Clinical Briefs-By Louis Kuritzky, MD
Clinical Briefs-By Louis Kuritzky, MD
Seasonal Allergic Rhinitis
Seasonal allergic rhinitis sufferers often choose histamine blockade as their preferred treatment, usually a second-generation nonsedating agent. Recent data suggest that leukotriene modulation is also effective in allergic rhinitis. This report details the outcome of a study comparing loratadine, montelukast, the combination, or placebo in a large (n = 460), double-blind, randomized, parallel-group trial.

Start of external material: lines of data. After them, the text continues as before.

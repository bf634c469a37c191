use std::sync::{Mutex, MutexGuard, OnceLock};

/// Serialises tests that read or write process environment variables.
static ENV_LOCK: OnceLock<Mutex<()>> = OnceLock::new();

pub fn env_lock() -> MutexGuard<'static, ()> {
    ENV_LOCK
        .get_or_init(|| Mutex::new(()))
        .lock()
        .unwrap_or_else(|poisoned| poisoned.into_inner())
}
//! Command-line interface for the device client.
use std::path::PathBuf;

use clap::Parser;

use crate::config::CliArgs;
use crate::constants::*;

/// Command-line interface for the device client.
///
/// Every value is kept as a string; typing and validation happen in the
/// configuration resolver so that a bad value in a lower layer can still be
/// overridden by a higher one.
#[derive(Parser, Debug, Default)]
#[command(name = "iot-device-client", version, author)]
#[command(about = "Runs IoT device client features and shuts them down cleanly", long_about = None)]
pub struct Cli {
    /// Path to the JSON configuration file.
    #[arg(long = CLI_CONFIG_FILE, value_name = "PATH")]
    pub config_file: Option<PathBuf>,

    /// IoT data-plane endpoint.
    #[arg(long)]
    pub endpoint: Option<String>,

    /// Path to the device certificate.
    #[arg(long)]
    pub cert: Option<String>,

    /// Path to the device private key.
    #[arg(long)]
    pub key: Option<String>,

    /// Path to the root CA bundle.
    #[arg(long = "root-ca")]
    pub root_ca: Option<String>,

    /// Thing name identifying this device.
    #[arg(long = "thing-name")]
    pub thing_name: Option<String>,

    /// Log level: error, warn, info, debug or trace.
    #[arg(long = "log-level", value_name = "LEVEL")]
    pub log_level: Option<String>,

    /// Log sink: stdout or file.
    #[arg(long = "log-type", value_name = "TYPE")]
    pub log_type: Option<String>,

    /// Log file used when the sink is `file`.
    #[arg(long = "log-file", value_name = "PATH")]
    pub log_file: Option<String>,

    /// Enable or disable the Jobs feature (true/false).
    #[arg(long = "enable-jobs", value_name = "BOOL")]
    pub enable_jobs: Option<String>,

    /// Directory containing job handlers.
    #[arg(long = "jobs-handler-dir", value_name = "DIR")]
    pub jobs_handler_dir: Option<String>,

    /// Enable or disable Secure Tunneling (true/false).
    #[arg(long = "enable-tunneling", value_name = "BOOL")]
    pub enable_tunneling: Option<String>,

    /// Region of the tunnel endpoint.
    #[arg(long = "tunneling-region", value_name = "REGION")]
    pub tunneling_region: Option<String>,

    /// Destination service name, mapped to a port (e.g. SSH).
    #[arg(long = "tunneling-service", value_name = "SERVICE")]
    pub tunneling_service: Option<String>,

    /// Destination port; takes precedence over the service mapping.
    #[arg(long = "tunneling-port", value_name = "PORT")]
    pub tunneling_port: Option<String>,

    /// Connect directly instead of waiting for tunnel notifications.
    #[arg(long = "tunneling-disable-notification")]
    pub tunneling_disable_notification: bool,

    /// Enable or disable Device Defender (true/false).
    #[arg(long = "enable-device-defender", value_name = "BOOL")]
    pub enable_device_defender: Option<String>,

    /// Seconds between Device Defender reports.
    #[arg(long = "device-defender-interval", value_name = "SECONDS")]
    pub device_defender_interval: Option<String>,

    /// Enable or disable Fleet Provisioning (true/false).
    #[arg(long = "enable-fleet-provisioning", value_name = "BOOL")]
    pub enable_fleet_provisioning: Option<String>,

    /// Fleet Provisioning template name.
    #[arg(long = "fleet-provisioning-template-name", value_name = "NAME")]
    pub fleet_provisioning_template_name: Option<String>,

    /// Certificate signing request used by Fleet Provisioning.
    #[arg(long = "csr-file", value_name = "PATH")]
    pub csr_file: Option<String>,
}

impl Cli {
    /// Flattens the parsed flags into the key/value map the resolver consumes.
    /// Flags that were not given are left out.
    pub fn to_cli_args(&self) -> CliArgs {
        let mut args = CliArgs::new();
        let pairs = [
            (CLI_ENDPOINT, &self.endpoint),
            (CLI_CERT, &self.cert),
            (CLI_KEY, &self.key),
            (CLI_ROOT_CA, &self.root_ca),
            (CLI_THING_NAME, &self.thing_name),
            (CLI_LOG_LEVEL, &self.log_level),
            (CLI_LOG_TYPE, &self.log_type),
            (CLI_LOG_FILE, &self.log_file),
            (CLI_ENABLE_JOBS, &self.enable_jobs),
            (CLI_JOBS_HANDLER_DIR, &self.jobs_handler_dir),
            (CLI_ENABLE_TUNNELING, &self.enable_tunneling),
            (CLI_TUNNELING_REGION, &self.tunneling_region),
            (CLI_TUNNELING_SERVICE, &self.tunneling_service),
            (CLI_TUNNELING_PORT, &self.tunneling_port),
            (CLI_ENABLE_DEVICE_DEFENDER, &self.enable_device_defender),
            (CLI_DEVICE_DEFENDER_INTERVAL, &self.device_defender_interval),
            (CLI_ENABLE_FLEET_PROVISIONING, &self.enable_fleet_provisioning),
            (
                CLI_FLEET_PROVISIONING_TEMPLATE_NAME,
                &self.fleet_provisioning_template_name,
            ),
            (CLI_CSR_FILE, &self.csr_file),
        ];

        for (key, value) in pairs {
            if let Some(value) = value {
                args.insert(key.to_string(), value.clone());
            }
        }

        if self.tunneling_disable_notification {
            args.insert(CLI_TUNNELING_DISABLE_NOTIFICATION.to_string(), String::new());
        }

        args
    }
}

/// Parses command-line arguments.
pub fn parse_args() -> Cli {
    Cli::parse()
}
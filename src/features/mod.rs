//! Built-in features and the factory that wires the enabled ones.
use std::sync::Arc;

use tracing::{debug, info};

use crate::config::ResolvedConfig;
use crate::error::ClientError;
use crate::feature::{Feature, FeatureHandle, NotificationSink};
use crate::resources::SharedResourceManager;

pub mod device_defender;
pub mod jobs;
pub mod tunneling;
mod worker;

pub use device_defender::DeviceDefenderFeature;
pub use jobs::JobsFeature;
pub use tunneling::{TunnelMode, TunnelingFeature};

/// Initialises every feature enabled in `config`, in start order.
pub fn build_features(
    config: &ResolvedConfig,
    resources: Arc<dyn SharedResourceManager>,
    notifier: Arc<dyn NotificationSink>,
) -> Result<Vec<FeatureHandle>, ClientError> {
    let mut candidates: Vec<Box<dyn Feature>> = Vec::new();
    if config.jobs.enabled {
        candidates.push(Box::new(JobsFeature::new()));
    }
    if config.tunneling.enabled {
        candidates.push(Box::new(TunnelingFeature::new()));
    }
    if config.device_defender.enabled {
        candidates.push(Box::new(DeviceDefenderFeature::new()));
    }
    if config.fleet_provisioning.enabled {
        info!("Fleet Provisioning is configured but has no runtime feature; skipping");
    }

    let mut handles = Vec::with_capacity(candidates.len());
    for mut feature in candidates {
        debug!("Initialising {}", feature.name());
        feature.init(Arc::clone(&resources), Arc::clone(&notifier), config)?;
        handles.push(FeatureHandle::new(feature));
    }
    Ok(handles)
}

Subjects were assigned to receive montelukast 10 or 20 mg PO, loratadine 10 mg PO, or the combination of montelukast 10 mg + loratadine 10 mg (or placebo) each morning for two weeks. Each subject was required to have positive skin tests to at least one of eight allergens (Bermuda grass, Johnson grass, rye grass, olive tree, oak tree, elm tree, sycamore tree, or walnut tree). Daily allergic rhinitis symptom scores were calculated based upon nasal stuffiness, runny nose, itch, sneeze, teary eyes, itchy, red, or puffy eyes, and sleep difficulties related to allergic rhinitis manifestations.
Montelukast 20 mg was not more effective than 10 mg. All active treatments were more effective than placebo for rhinoconjuntivitis quality-of-life scores. The combination of montelukast and loratadine concomitantly were at least additive in efficacy scores when compared with either agent alone. Combining leukotriene modulation with antihistamine therapy may provide a logical therapeutic choice for patients who respond inadequately to either agent alone.
Meltzer EO, et al. J Allergy Clin Immunol 2000;105:917-922.
Does Acute Bronchitis Really Exist?
Upper respiratory infections (URIs) occupy a prominent role in the ambulatory caseload of most primary care physicians. It has been suggested that the diagnosis of acute bronchitis may be stimulated by such factors as clinician desire to justify antibiotic administration, difficult differentiation between acute bronchitis and other URIs, and variable criteria by which the diagnosis is made. The current study was devised to ascertain if any particular clinical signs or symptoms differentiate or predict acute bronchitis rather than URI. Hueston and colleagues hypothesized that there would not be clinical differentiation of bronchitis from other URIs, except that those designated as acute bronchitis would receive antibiotics with significantly greater frequency.
Study subjects comprised the 48,000 population of ambulatory visits at the Medical University of South Carolina Family Medicine Department. ICD-9-CM coding identified subjects.
Analysis of the patients identified as having either acute bronchitis or URI indicated a significant overlap for such signs as cough, chest pain, shortness of breath, runny nose, sore throat, and wheezing. When considering all factors, cough and wheezing were the strongest independent predictors of acute bronchitis. Hueston et al conclude that the respiratory infection entities might be more simply reconceptualized under a single diagnostic umbrella as acute viral respiratory infections, rather than trying to distinguish anatomically distinct disorders.
Hueston WJ, et al. J Fam Pract 2000; 49:401-406.
White-Coat Normotension
White coat hypertension is a well-recognized phenomenon consisting of abnormal blood pressure (BP) measurements in the office setting, in the face of normal measurements by ambulatory or home monitoring. Conventional wisdom ascribes such medical setting-associated BP increases to anxiety induced in the office setting. Whether there exists a cohort of individuals whose BP elevations might be pathologic on ambulatory monitoring, yet normal in the office setting (i.e., white-coat normotension), has not been examined.
To this end, Selenta and colleagues measured (by ambulatory monitoring) the BP of 319 individuals and compared this with office BP measurements in the same persons. All subjects were ostensibly in good health, not known to have or have had any BP problems, and were excluded if they were taking any medications known to have cardiovascular impact.
Using a definition of hypertension on ambulatory monitoring as greater than 135/85, 23% of the subjects manifest systolic hypertension, and 24% diastolic hypertension that was not captured by office BP measurement (5 office BP measurements were taken for comparison).
Office BP measurement may not be sufficient to address all those at risk of consequences of hypertension. As yet, there is no easily accessible application of ambulatory monitoring in office settings with sufficient economic feasibility that we can routinely use such monitoring to reduce white-coat hypertension and white-coat normotension.
Selenta C, et al. Arch Fam Med 2000; 9:533-540.